### Material for this exercise ###

use std::str::FromStr as _;
use std::sync::Arc;

use async_trait::async_trait;
use stripe::{
    BillingPortalSession, CheckoutSession, CheckoutSessionCustomerCreation, CheckoutSessionMode,
    CreateBillingPortalSession, CreateCheckoutSession, CreateCheckoutSessionLineItems,
    CreateCheckoutSessionLineItemsPriceData, CreateCheckoutSessionLineItemsPriceDataProductData,
    CreateCheckoutSessionSubscriptionData, Currency, CustomerId, Event, EventObject, EventType,
    Invoice, InvoiceBillingReason, Subscription, SubscriptionId,
};

use crate::billing::{
    BillingError, CheckoutSessionCreated, PortalSession, StripeCheckoutMode,
    StripeCheckoutParams, StripeCheckoutSession, StripeClient, StripeInvoice, StripeLineItem,
    StripeSubscription, StripeWebhookEvent, WebhookEvent, KIND_SUBSCRIPTION,
};

pub struct RealStripeClient {
    client: Arc<stripe::Client>,
}

impl RealStripeClient {
    pub fn new(client: Arc<stripe::Client>) -> Self {
        Self { client }
    }
}

#[async_trait]
impl StripeClient for RealStripeClient {
    async fn create_checkout_session(
        &self,
        params: StripeCheckoutParams,
    ) -> Result<CheckoutSessionCreated, BillingError> {
        let customer = params.customer.as_deref().map(customer_id).transpose()?;

        let session = CheckoutSession::create(
            &self.client,
            CreateCheckoutSession {
                mode: Some(params.mode.into()),
                customer,
                customer_email: params.customer_email.as_deref(),
                customer_creation: params
                    .create_customer
                    .then_some(CheckoutSessionCustomerCreation::Always),
                client_reference_id: Some(params.client_reference_id.as_str()),
                line_items: Some(vec![params.line_item.clone().into()]),
                metadata: Some(params.metadata.clone()),
                subscription_data: params.subscription_metadata.clone().map(|metadata| {
                    CreateCheckoutSessionSubscriptionData {
                        metadata: Some(metadata),
                        ..Default::default()
                    }
                }),
                success_url: Some(params.success_url.as_str()),
                cancel_url: Some(params.cancel_url.as_str()),
                ..Default::default()
            },
        )
        .await?;

        Ok(CheckoutSessionCreated {
            id: session.id.as_str().to_string(),
            url: session.url,
        })
    }

    async fn create_portal_session(
        &self,
        customer: &str,
        return_url: &str,
    ) -> Result<PortalSession, BillingError> {
        let mut params = CreateBillingPortalSession::new(customer_id(customer)?);
        params.return_url = Some(return_url);

        let session = BillingPortalSession::create(&self.client, params).await?;

        Ok(PortalSession { url: session.url })
    }

    async fn get_subscription(
        &self,
        subscription_id: &str,
    ) -> Result<StripeSubscription, BillingError> {
        let subscription_id = SubscriptionId::from_str(subscription_id)
            .map_err(|_| BillingError::InvalidId(subscription_id.to_string()))?;

        let subscription = Subscription::retrieve(&self.client, &subscription_id, &[]).await?;

        Ok(StripeSubscription::from(subscription))
    }
}

fn customer_id(value: &str) -> Result<CustomerId, BillingError> {
    CustomerId::from_str(value).map_err(|_| BillingError::InvalidId(value.to_string()))
}

impl From<stripe::StripeError> for BillingError {
    fn from(err: stripe::StripeError) -> Self {
        match err {
            stripe::StripeError::Stripe(error) => BillingError::Api {
                status: error.http_status,
                message: error.message.unwrap_or_default(),
            },
            other => BillingError::RequestFailed(other.to_string()),
        }
    }
}

impl From<StripeCheckoutMode> for CheckoutSessionMode {
    fn from(value: StripeCheckoutMode) -> Self {
        match value {
            StripeCheckoutMode::Payment => Self::Payment,
            StripeCheckoutMode::Subscription => Self::Subscription,
        }
    }
}

impl From<StripeLineItem> for CreateCheckoutSessionLineItems {
    fn from(value: StripeLineItem) -> Self {
        match value {
            StripeLineItem::Price(price) => Self {
                price: Some(price),
                quantity: Some(1),
                ..Default::default()
            },
            StripeLineItem::Inline { name, unit_amount } => Self {
                price_data: Some(CreateCheckoutSessionLineItemsPriceData {
                    currency: Currency::USD,
                    unit_amount: Some(unit_amount),
                    product_data: Some(CreateCheckoutSessionLineItemsPriceDataProductData {
                        name,
                        ..Default::default()
                    }),
                    ..Default::default()
                }),
                quantity: Some(1),
                ..Default::default()
            },
        }
    }
}

impl From<Subscription> for StripeSubscription {
    fn from(value: Subscription) -> Self {
        Self {
            id: value.id.as_str().to_string(),
            customer: value.customer.id().as_str().to_string(),
            current_period_end: value.current_period_end,
            price_id: value
                .items
                .data
                .first()
                .and_then(|item| item.price.as_ref())
                .map(|price| price.id.as_str().to_string()),
        }
    }
}

impl From<CheckoutSession> for StripeCheckoutSession {
    fn from(value: CheckoutSession) -> Self {
        let metadata = value.metadata.unwrap_or_default();
        Self {
            id: value.id.as_str().to_string(),
            is_subscription: matches!(value.mode, CheckoutSessionMode::Subscription)
                || metadata.get("kind").map(String::as_str) == Some(KIND_SUBSCRIPTION),
            customer: value.customer.map(|c| c.id().as_str().to_string()),
            subscription: value.subscription.map(|s| s.id().as_str().to_string()),
            amount_total: value.amount_total,
            metadata,
        }
    }
}

impl From<Invoice> for StripeInvoice {
    fn from(value: Invoice) -> Self {
        Self {
            subscription: value.subscription.map(|s| s.id().as_str().to_string()),
            is_renewal: matches!(
                value.billing_reason,
                Some(InvoiceBillingReason::SubscriptionCycle)
            ),
        }
    }
}

impl From<Event> for StripeWebhookEvent {
    fn from(value: Event) -> Self {
        let id = value.id.as_str().to_string();
        let event = match (value.type_, value.data.object) {
            (EventType::CheckoutSessionCompleted, EventObject::CheckoutSession(session)) => {
                WebhookEvent::CheckoutCompleted(session.into())
            }
            (EventType::CheckoutSessionExpired, EventObject::CheckoutSession(session)) => {
                WebhookEvent::CheckoutExpired(session.into())
            }
            (EventType::InvoicePaymentSucceeded, EventObject::Invoice(invoice)) => {
                WebhookEvent::InvoicePaid(invoice.into())
            }
            (EventType::CustomerSubscriptionDeleted, EventObject::Subscription(subscription)) => {
                WebhookEvent::SubscriptionDeleted(subscription.into())
            }
            (event_type, _) => WebhookEvent::Ignored(format!("{:?}", event_type)),
        };
        Self { id, event }
    }
}
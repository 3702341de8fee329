pub mod chats;
pub mod generations;
pub mod provider_keys;
pub mod purchases;
pub mod schema;
pub mod user_api_keys;
pub mod users;
use crate::models::schema::{chat_messages, chats};
use chrono::{DateTime, Utc};
use diesel::prelude::*;
use serde::{Deserialize, Serialize};
use thiserror::Error;
use uuid::Uuid;

pub const ROLE_USER: &str = "user";
pub const ROLE_ASSISTANT: &str = "assistant";
pub const ROLE_SYSTEM: &str = "system";

#[derive(Error, Debug)]
pub enum ChatError {
    #[error("Database error: {0}")]
    DatabaseError(#[from] diesel::result::Error),
    #[error("Chat not found")]
    NotFound,
}

#[derive(Queryable, Selectable, Identifiable, Debug, Clone, Serialize, Deserialize)]
#[diesel(table_name = chats)]
#[diesel(check_for_backend(diesel::pg::Pg))]
pub struct Chat {
    pub id: Uuid,
    pub user_id: Uuid,
    pub title: String,
    pub provider: String,
    pub model: String,
    pub total_tokens: i32,
    pub total_cost: f64,
    pub created_at: DateTime<Utc>,
    pub updated_at: DateTime<Utc>,
}

#[derive(Insertable, Debug, Clone)]
#[diesel(table_name = chats)]
pub struct NewChat {
    pub user_id: Uuid,
    pub title: String,
    pub provider: String,
    pub model: String,
}

impl NewChat {
    pub fn insert(&self, conn: &mut PgConnection) -> Result<Chat, ChatError> {
        diesel::insert_into(chats::table)
            .values(self)
            .get_result::<Chat>(conn)
            .map_err(ChatError::DatabaseError)
    }
}

#[derive(Queryable, Selectable, Identifiable, Debug, Clone, Serialize, Deserialize)]
#[diesel(table_name = chat_messages)]
#[diesel(check_for_backend(diesel::pg::Pg))]
pub struct ChatMessage {
    pub id: i64,
    pub chat_id: Uuid,
    pub role: String,
    pub content: String,
    pub tokens: i32,
    pub cost: f64,
    pub created_at: DateTime<Utc>,
}

#[derive(Insertable, Debug, Clone)]
#[diesel(table_name = chat_messages)]
pub struct NewChatMessage {
    pub chat_id: Uuid,
    pub role: String,
    pub content: String,
    pub tokens: i32,
    pub cost: f64,
}

impl NewChatMessage {
    /// Appends the message and bumps the chat's running totals atomically.
    pub fn append(&self, conn: &mut PgConnection) -> Result<ChatMessage, ChatError> {
        conn.transaction(|conn| {
            let message = diesel::insert_into(chat_messages::table)
                .values(self)
                .get_result::<ChatMessage>(conn)?;

            diesel::update(chats::table.filter(chats::id.eq(self.chat_id)))
                .set((
                    chats::total_tokens.eq(chats::total_tokens + self.tokens),
                    chats::total_cost.eq(chats::total_cost + self.cost),
                    chats::updated_at.eq(diesel::dsl::now),
                ))
                .execute(conn)?;

            Ok(message)
        })
        .map_err(ChatError::DatabaseError)
    }
}

impl Chat {
    pub fn get_by_id_and_user(
        conn: &mut PgConnection,
        id: Uuid,
        user_id: Uuid,
    ) -> Result<Chat, ChatError> {
        chats::table
            .filter(chats::id.eq(id))
            .filter(chats::user_id.eq(user_id))
            .first::<Chat>(conn)
            .map_err(|e| match e {
                diesel::result::Error::NotFound => ChatError::NotFound,
                _ => ChatError::DatabaseError(e),
            })
    }

    pub fn list_for_user(
        conn: &mut PgConnection,
        user_id: Uuid,
        limit: i64,
        offset: i64,
    ) -> Result<Vec<Chat>, ChatError> {
        chats::table
            .filter(chats::user_id.eq(user_id))
            .order(chats::updated_at.desc())
            .limit(limit)
            .offset(offset)
            .load::<Chat>(conn)
            .map_err(ChatError::DatabaseError)
    }

    pub fn messages(conn: &mut PgConnection, chat_id: Uuid) -> Result<Vec<ChatMessage>, ChatError> {
        chat_messages::table
            .filter(chat_messages::chat_id.eq(chat_id))
            .order(chat_messages::id.asc())
            .load::<ChatMessage>(conn)
            .map_err(ChatError::DatabaseError)
    }

    pub fn delete_by_id_and_user(
        conn: &mut PgConnection,
        id: Uuid,
        user_id: Uuid,
    ) -> Result<(), ChatError> {
        let rows = diesel::delete(
            chats::table
                .filter(chats::id.eq(id))
                .filter(chats::user_id.eq(user_id)),
        )
        .execute(conn)
        .map_err(ChatError::DatabaseError)?;

        if rows == 0 {
            Err(ChatError::NotFound)
        } else {
            Ok(())
        }
    }
}
#[derive(Default)]
struct Tables {
    users: Vec<User>,
    generations: Vec<Generation>,
    chats: Vec<Chat>,
    messages: Vec<ChatMessage>,
    purchases: Vec<Purchase>,
    user_api_keys: Vec<UserApiKey>,
    provider_keys: Vec<AiProviderKey>,
    next_id: i64,
}

#[derive(Default)]
pub struct MemoryDb {
    tables: Mutex<Tables>,
    writes: AtomicUsize,
    /// Operation to fail and how many of its calls to let through first.
    fail_on: Mutex<Option<(&'static str, usize)>>,
}

impl MemoryDb {
    fn write(&self) {
        self.writes.fetch_add(1, Ordering::SeqCst);
    }

    /// Makes the call to `op` after `skip` successful ones return a
    /// connection error.
    pub fn fail_on(&self, op: &'static str, skip: usize) {
        *self.fail_on.lock().unwrap() = Some((op, skip));
    }

    fn injected(&self, op: &'static str) -> Result<(), DBError> {
        let mut fail_on = self.fail_on.lock().unwrap();
        match *fail_on {
            Some((target, 0)) if target == op => {
                *fail_on = None;
                Err(DBError::ConnectionError)
            }
            Some((target, skip)) if target == op => {
                *fail_on = Some((target, skip - 1));
                Ok(())
            }
            _ => Ok(()),
        }
    }

    pub fn chat_count(&self) -> usize {
        self.tables.lock().unwrap().chats.len()
    }

    /// Number of mutating calls made so far.
    pub fn writes(&self) -> usize {
        self.writes.load(Ordering::SeqCst)
    }

    pub fn credits_of(&self, user_id: Uuid) -> i32 {
        self.tables
            .lock()
            .unwrap()
            .users
            .iter()
            .find(|u| u.id == user_id)
            .map(|u| u.credits)
            .unwrap()
    }

    pub fn user_count(&self) -> usize {
        self.tables.lock().unwrap().users.len()
    }

    pub fn generation_count(&self) -> usize {
        self.tables.lock().unwrap().generations.len()
    }

    pub fn purchases(&self) -> Vec<Purchase> {
        self.tables.lock().unwrap().purchases.clone()
    }

    pub fn set_user(&self, user: User) {
        let mut t = self.tables.lock().unwrap();
        if let Some(existing) = t.users.iter_mut().find(|u| u.id == user.id) {
            *existing = user;
        }
    }
}
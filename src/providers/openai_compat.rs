//! OpenAI-compatible chat completions, shared by OpenAI, Groq, xAI Grok,
//! DeepSeek and GitHub Models. Also hosts the OpenAI images endpoint.

use super::{read_json, CompletionRequest, ProviderConfig, ProviderError, RawCompletion};
use serde_json::{json, Value};

pub async fn complete(
    client: &reqwest::Client,
    config: &ProviderConfig,
    api_key: &str,
    model: &str,
    request: &CompletionRequest,
) -> Result<RawCompletion, ProviderError> {
    let body = json!({
        "model": model,
        "messages": request.messages,
        "max_tokens": request.max_tokens,
        "temperature": request.temperature,
    });

    let response = client
        .post(config.endpoint("chat/completions"))
        .bearer_auth(api_key)
        .timeout(config.timeout)
        .json(&body)
        .send()
        .await?;

    parse_completion(&read_json(response).await?)
}

pub(crate) fn parse_completion(json: &Value) -> Result<RawCompletion, ProviderError> {
    let content = json
        .pointer("/choices/0/message/content")
        .and_then(|c| c.as_str())
        .ok_or_else(|| ProviderError::InvalidResponse("missing choices[0].message.content".into()))?
        .to_string();

    let total_tokens = json
        .pointer("/usage/total_tokens")
        .and_then(|t| t.as_i64())
        .and_then(|t| i32::try_from(t).ok());

    let model = json
        .get("model")
        .and_then(|m| m.as_str())
        .unwrap_or_default()
        .to_string();

    Ok(RawCompletion {
        content,
        total_tokens,
        model,
    })
}

/// Returns a URL for the generated image; `b64_json` payloads become data URLs.
pub async fn generate_image(
    client: &reqwest::Client,
    config: &ProviderConfig,
    api_key: &str,
    model: &str,
    request: &super::ImageRequest,
) -> Result<String, ProviderError> {
    let body = json!({
        "model": model,
        "prompt": request.prompt,
        "n": 1,
        "size": request.size,
    });

    let response = client
        .post(config.endpoint("images/generations"))
        .bearer_auth(api_key)
        .timeout(config.timeout)
        .json(&body)
        .send()
        .await?;

    let json = read_json(response).await?;
    if let Some(url) = json.pointer("/data/0/url").and_then(|u| u.as_str()) {
        return Ok(url.to_string());
    }
    json.pointer("/data/0/b64_json")
        .and_then(|b| b.as_str())
        .map(|b64| format!("data:image/png;base64,{}", b64))
        .ok_or_else(|| ProviderError::InvalidResponse("missing data[0].url".into()))
}
use crate::masking::mask_api_key;
use crate::models::user_api_keys::{NewUserApiKey, UserApiKey};
use crate::models::users::User;
use crate::providers::ProviderKind;
use crate::web::JsonBody;
use crate::web::auth::require_user;
use crate::web::generations::DeletedResponse;
use crate::{ApiError, AppState};
use axum::{
    extract::{Path, State},
    middleware::from_fn_with_state,
    routing::{delete, get},
    Extension, Json, Router,
};
use chrono::{DateTime, Utc};
use serde::{Deserialize, Serialize};
use std::sync::Arc;
use tracing::{debug, info};
use uuid::Uuid;
use validator::Validate;

#[derive(Debug, Clone, Serialize)]
pub struct UserProfile {
    pub id: Uuid,
    pub email: String,
    pub credits: i32,
    pub is_admin: bool,
    pub has_unlimited_credits: bool,
    pub subscription_plan: Option<String>,
    pub has_active_subscription: bool,
    pub current_period_end: Option<DateTime<Utc>>,
    pub created_at: DateTime<Utc>,
}

#[derive(Debug, Clone, Serialize)]
pub struct CreditBalance {
    pub credits: i32,
    pub has_unlimited_credits: bool,
    pub subscription_plan: Option<String>,
    pub has_active_subscription: bool,
    pub current_period_end: Option<DateTime<Utc>>,
}

#[derive(Debug, Clone, Deserialize, Validate)]
pub struct SaveApiKeyRequest {
    pub provider: String,
    #[validate(length(min = 1, max = 512))]
    pub api_key: String,
}

#[derive(Debug, Clone, Serialize)]
pub struct ApiKeyView {
    pub provider: String,
    pub masked_key: String,
    pub created_at: DateTime<Utc>,
    pub updated_at: DateTime<Utc>,
}

pub fn router(app_state: Arc<AppState>) -> Router<()> {
    Router::new()
        .route("/api/user", get(get_profile))
        .route("/api/user/credits", get(get_credits))
        .route("/api/user/api-keys", get(list_api_keys).post(save_api_key))
        .route("/api/user/api-keys/:provider", delete(delete_api_key))
        .route_layer(from_fn_with_state(app_state.clone(), require_user))
        .with_state(app_state)
}

async fn get_profile(
    State(state): State<Arc<AppState>>,
    Extension(user): Extension<User>,
) -> Result<Json<UserProfile>, ApiError> {
    debug!("Getting profile for user {}", user.id);
    Ok(Json(UserProfile {
        id: user.id,
        is_admin: state.is_admin(&user),
        has_active_subscription: user.has_active_subscription(),
        email: user.email,
        credits: user.credits,
        has_unlimited_credits: user.has_unlimited_credits,
        subscription_plan: user.subscription_plan,
        current_period_end: user.stripe_current_period_end,
        created_at: user.created_at,
    }))
}

async fn get_credits(Extension(user): Extension<User>) -> Result<Json<CreditBalance>, ApiError> {
    Ok(Json(CreditBalance {
        has_active_subscription: user.has_active_subscription(),
        credits: user.credits,
        has_unlimited_credits: user.has_unlimited_credits,
        subscription_plan: user.subscription_plan,
        current_period_end: user.stripe_current_period_end,
    }))
}

pub(crate) fn key_view(state: &AppState, key: &UserApiKey) -> Result<ApiKeyView, ApiError> {
    let plaintext = state.key_cipher.decrypt_string(&key.key_enc)?;
    Ok(ApiKeyView {
        provider: key.provider.clone(),
        masked_key: mask_api_key(&plaintext),
        created_at: key.created_at,
        updated_at: key.updated_at,
    })
}

async fn list_api_keys(
    State(state): State<Arc<AppState>>,
    Extension(user): Extension<User>,
) -> Result<Json<Vec<ApiKeyView>>, ApiError> {
    let keys = state.db.list_user_api_keys(user.id)?;
    let views = keys
        .iter()
        .map(|key| key_view(&state, key))
        .collect::<Result<Vec<_>, _>>()?;
    Ok(Json(views))
}

async fn save_api_key(
    State(state): State<Arc<AppState>>,
    Extension(user): Extension<User>,
    JsonBody(body): JsonBody<SaveApiKeyRequest>,
) -> Result<Json<ApiKeyView>, ApiError> {
    body.validate()?;
    let provider: ProviderKind = body.provider.parse()?;
    let api_key = body.api_key.trim();
    if api_key.is_empty() {
        return Err(ApiError::InvalidRequest("api_key must not be blank".to_string()));
    }

    let key_enc = state.key_cipher.encrypt_string(api_key)?;
    let stored = state.db.upsert_user_api_key(NewUserApiKey::new(
        user.id,
        provider.as_str().to_string(),
        key_enc,
    ))?;
    info!("Stored {} key for user {}", provider, user.id);
    Ok(Json(key_view(&state, &stored)?))
}

async fn delete_api_key(
    State(state): State<Arc<AppState>>,
    Extension(user): Extension<User>,
    Path(provider): Path<String>,
) -> Result<Json<DeletedResponse>, ApiError> {
    let provider: ProviderKind = provider.parse()?;
    state.db.delete_user_api_key(user.id, provider.as_str())?;
    info!("Deleted {} key for user {}", provider, user.id);
    Ok(Json(DeletedResponse {
        id: provider.as_str().to_string(),
        deleted: true,
    }))
}
use crate::models::schema::users;
use chrono::{DateTime, Utc};
use diesel::prelude::*;
use serde::{Deserialize, Serialize};
use thiserror::Error;
use uuid::Uuid;

#[derive(Error, Debug)]
pub enum UserError {
    #[error("Database error: {0}")]
    DatabaseError(#[from] diesel::result::Error),
    #[error("User not found")]
    NotFound,
    #[error("User with this Clerk id already exists")]
    AlreadyExists,
}

#[derive(Queryable, Selectable, Identifiable, Serialize, Deserialize, Clone, Debug, PartialEq)]
#[diesel(table_name = users)]
#[diesel(check_for_backend(diesel::pg::Pg))]
pub struct User {
    pub id: Uuid,
    pub clerk_id: String,
    pub email: String,
    pub credits: i32,
    pub is_admin: bool,
    pub has_unlimited_credits: bool,
    pub stripe_customer_id: Option<String>,
    pub stripe_subscription_id: Option<String>,
    pub stripe_price_id: Option<String>,
    pub stripe_current_period_end: Option<DateTime<Utc>>,
    pub subscription_plan: Option<String>,
    pub created_at: DateTime<Utc>,
    pub updated_at: DateTime<Utc>,
}

impl User {
    pub fn has_active_subscription(&self) -> bool {
        match (&self.stripe_subscription_id, self.stripe_current_period_end) {
            (Some(_), Some(end)) => end > Utc::now(),
            _ => false,
        }
    }

    pub fn get_by_id(conn: &mut PgConnection, id: Uuid) -> Result<User, UserError> {
        users::table
            .filter(users::id.eq(id))
            .first::<User>(conn)
            .map_err(|e| match e {
                diesel::result::Error::NotFound => UserError::NotFound,
                _ => UserError::DatabaseError(e),
            })
    }

    pub fn get_by_clerk_id(
        conn: &mut PgConnection,
        clerk_id: &str,
    ) -> Result<Option<User>, UserError> {
        users::table
            .filter(users::clerk_id.eq(clerk_id))
            .first::<User>(conn)
            .optional()
            .map_err(UserError::DatabaseError)
    }

    pub fn get_by_stripe_customer_id(
        conn: &mut PgConnection,
        customer_id: &str,
    ) -> Result<Option<User>, UserError> {
        users::table
            .filter(users::stripe_customer_id.eq(customer_id))
            .first::<User>(conn)
            .optional()
            .map_err(UserError::DatabaseError)
    }

    pub fn list(conn: &mut PgConnection, limit: i64, offset: i64) -> Result<Vec<User>, UserError> {
        users::table
            .order(users::created_at.desc())
            .limit(limit)
            .offset(offset)
            .load::<User>(conn)
            .map_err(UserError::DatabaseError)
    }

    pub fn count(conn: &mut PgConnection) -> Result<i64, UserError> {
        users::table
            .count()
            .get_result(conn)
            .map_err(UserError::DatabaseError)
    }

    pub fn total_credits(conn: &mut PgConnection) -> Result<i64, UserError> {
        users::table
            .select(diesel::dsl::sum(users::credits))
            .first::<Option<i64>>(conn)
            .map(|total| total.unwrap_or(0))
            .map_err(UserError::DatabaseError)
    }

    /// Decrements the balance only when it covers `amount`.
    /// Returns the remaining balance, or `None` when the balance is too low.
    pub fn try_deduct_credits(
        conn: &mut PgConnection,
        id: Uuid,
        amount: i32,
    ) -> Result<Option<i32>, UserError> {
        diesel::update(
            users::table
                .filter(users::id.eq(id))
                .filter(users::credits.ge(amount)),
        )
        .set((
            users::credits.eq(users::credits - amount),
            users::updated_at.eq(diesel::dsl::now),
        ))
        .returning(users::credits)
        .get_result::<i32>(conn)
        .optional()
        .map_err(UserError::DatabaseError)
    }

    pub fn add_credits(conn: &mut PgConnection, id: Uuid, amount: i32) -> Result<i32, UserError> {
        diesel::update(users::table.filter(users::id.eq(id)))
            .set((
                users::credits.eq(users::credits + amount),
                users::updated_at.eq(diesel::dsl::now),
            ))
            .returning(users::credits)
            .get_result::<i32>(conn)
            .map_err(|e| match e {
                diesel::result::Error::NotFound => UserError::NotFound,
                _ => UserError::DatabaseError(e),
            })
    }

    pub fn update_admin_fields(
        conn: &mut PgConnection,
        id: Uuid,
        changes: &UserAdminUpdate,
    ) -> Result<User, UserError> {
        diesel::update(users::table.filter(users::id.eq(id)))
            .set((changes, users::updated_at.eq(diesel::dsl::now)))
            .get_result::<User>(conn)
            .map_err(|e| match e {
                diesel::result::Error::NotFound => UserError::NotFound,
                _ => UserError::DatabaseError(e),
            })
    }

    pub fn update_subscription(
        conn: &mut PgConnection,
        id: Uuid,
        changes: &SubscriptionUpdate,
    ) -> Result<User, UserError> {
        diesel::update(users::table.filter(users::id.eq(id)))
            .set((changes, users::updated_at.eq(diesel::dsl::now)))
            .get_result::<User>(conn)
            .map_err(|e| match e {
                diesel::result::Error::NotFound => UserError::NotFound,
                _ => UserError::DatabaseError(e),
            })
    }

    pub fn delete_by_clerk_id(conn: &mut PgConnection, clerk_id: &str) -> Result<(), UserError> {
        let rows = diesel::delete(users::table.filter(users::clerk_id.eq(clerk_id)))
            .execute(conn)
            .map_err(UserError::DatabaseError)?;

        if rows == 0 {
            Err(UserError::NotFound)
        } else {
            Ok(())
        }
    }
}

#[derive(Insertable, Debug, Clone)]
#[diesel(table_name = users)]
pub struct NewUser {
    pub clerk_id: String,
    pub email: String,
    pub credits: i32,
    pub is_admin: bool,
}

impl NewUser {
    pub fn new(clerk_id: String, email: String, credits: i32) -> Self {
        Self {
            clerk_id,
            email,
            credits,
            is_admin: false,
        }
    }

    pub fn insert(&self, conn: &mut PgConnection) -> Result<User, UserError> {
        diesel::insert_into(users::table)
            .values(self)
            .get_result::<User>(conn)
            .map_err(|e| match e {
                diesel::result::Error::DatabaseError(
                    diesel::result::DatabaseErrorKind::UniqueViolation,
                    ref info,
                ) if info.constraint_name() == Some("users_clerk_id_key") => {
                    UserError::AlreadyExists
                }
                _ => UserError::DatabaseError(e),
            })
    }
}

/// Fields an admin may edit. `None` leaves the column untouched.
#[derive(AsChangeset, Deserialize, Debug, Clone, Default)]
#[diesel(table_name = users)]
pub struct UserAdminUpdate {
    pub credits: Option<i32>,
    pub is_admin: Option<bool>,
    pub has_unlimited_credits: Option<bool>,
}

impl UserAdminUpdate {
    pub fn is_empty(&self) -> bool {
        self.credits.is_none() && self.is_admin.is_none() && self.has_unlimited_credits.is_none()
    }
}

#[derive(AsChangeset, Debug, Clone, Default, PartialEq)]
#[diesel(table_name = users)]
#[diesel(treat_none_as_null = true)]
pub struct SubscriptionUpdate {
    pub stripe_customer_id: Option<String>,
    pub stripe_subscription_id: Option<String>,
    pub stripe_price_id: Option<String>,
    pub stripe_current_period_end: Option<DateTime<Utc>>,
    pub subscription_plan: Option<String>,
}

###

What to do: In the records above, find every line containing the word "true" and show it.

Response below:
        deleted: true,
#[diesel(treat_none_as_null = true)]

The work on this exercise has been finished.